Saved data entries

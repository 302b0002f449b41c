use crate::utils::error::{IngestError, Result};
use regex::Regex;
use serde_json::Value;
use std::sync::LazyLock;

// Greedy and dot-matches-newline: spans from the first '[' to the last ']'.
static ARRAY_PATTERN: LazyLock<Regex> =
    LazyLock::new(|| Regex::new(r"(?s)\[.*\]").expect("array pattern is valid"));

/// Recover a JSON value from raw model output.
///
/// The whole text is parsed first. Failing that, the first bracketed region is
/// cut out and parsed on its own, which handles prose or markdown fences around
/// the array. When several arrays appear, the region spans all of them and
/// usually fails to parse; no attempt is made to pick one.
pub fn recover(text: &str) -> Result<Value> {
    if let Ok(value) = serde_json::from_str::<Value>(text) {
        return Ok(value);
    }

    let candidate = ARRAY_PATTERN
        .find(text)
        .ok_or_else(|| IngestError::recovery("no bracketed array in model output"))?;

    tracing::debug!(
        start = candidate.start(),
        end = candidate.end(),
        "Strict parse failed, retrying on embedded array"
    );

    serde_json::from_str(candidate.as_str())
        .map_err(|e| IngestError::recovery(format!("embedded array is not valid JSON: {}", e)))
}
//! Profile schema shared by the extraction prompt and the normalizer.

use std::sync::LazyLock;

/// Fields the model is asked to extract for every profile card, in column order.
pub const PROFILE_FIELDS: [&str; 4] = [
    "name",
    "title_or_role",
    "organization_or_context",
    "education_or_tagline",
];

/// Fields whose value may be missing on a card.
pub const OPTIONAL_FIELDS: [&str; 1] = ["education_or_tagline"];

pub const SOURCE_FILE_FIELD: &str = "source_file";
pub const PROCESSED_AT_FIELD: &str = "processed_at";

/// Stamped by the sink on receipt; never populated by the pipeline.
pub const INGESTED_AT_FIELD: &str = "ingested_at";

/// Top-level key wrapping a batch in the sink request body.
pub const SINK_PAYLOAD_KEY: &str = "data";

pub fn is_provenance_field(field: &str) -> bool {
    field == SOURCE_FILE_FIELD || field == PROCESSED_AT_FIELD
}

static EXTRACTION_PROMPT: LazyLock<String> = LazyLock::new(build_prompt);

fn build_prompt() -> String {
    let mut prompt = String::from(
        "You are an expert at analyzing screenshots containing multiple person profile cards.\n\n\
         For EACH visible profile card, extract:\n",
    );
    for field in PROFILE_FIELDS {
        prompt.push_str("- ");
        prompt.push_str(field);
        if OPTIONAL_FIELDS.contains(&field) {
            prompt.push_str(" (if visible)");
        }
        prompt.push('\n');
    }
    prompt.push_str(
        "\nReturn ONLY a JSON array.\n\
         Each object must represent ONE person.\n\
         Do not include explanations or markdown.\n",
    );
    prompt
}

/// Instruction sent with every screenshot.
pub fn extraction_prompt() -> &'static str {
    EXTRACTION_PROMPT.as_str()
}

WHAT IS REQUIRED -
Could you transcribe the entries above word for word, from the line with "and the normalizer." down to the line with "pub const INGESTED_AT_FIELD: &str", keeping both?

SOLUTION -
//! Profile schema shared by the extraction prompt and the normalizer.

use std::sync::LazyLock;

/// Fields the model is asked to extract for every profile card, in column order.
pub const PROFILE_FIELDS: [&str; 4] = [
    "name",
    "title_or_role",
    "organization_or_context",
    "education_or_tagline",
];

/// Fields whose value may be missing on a card.
pub const OPTIONAL_FIELDS: [&str; 1] = ["education_or_tagline"];

pub const SOURCE_FILE_FIELD: &str = "source_file";
pub const PROCESSED_AT_FIELD: &str = "processed_at";

/// Stamped by the sink on receipt; never populated by the pipeline.
pub const INGESTED_AT_FIELD: &str = "ingested_at";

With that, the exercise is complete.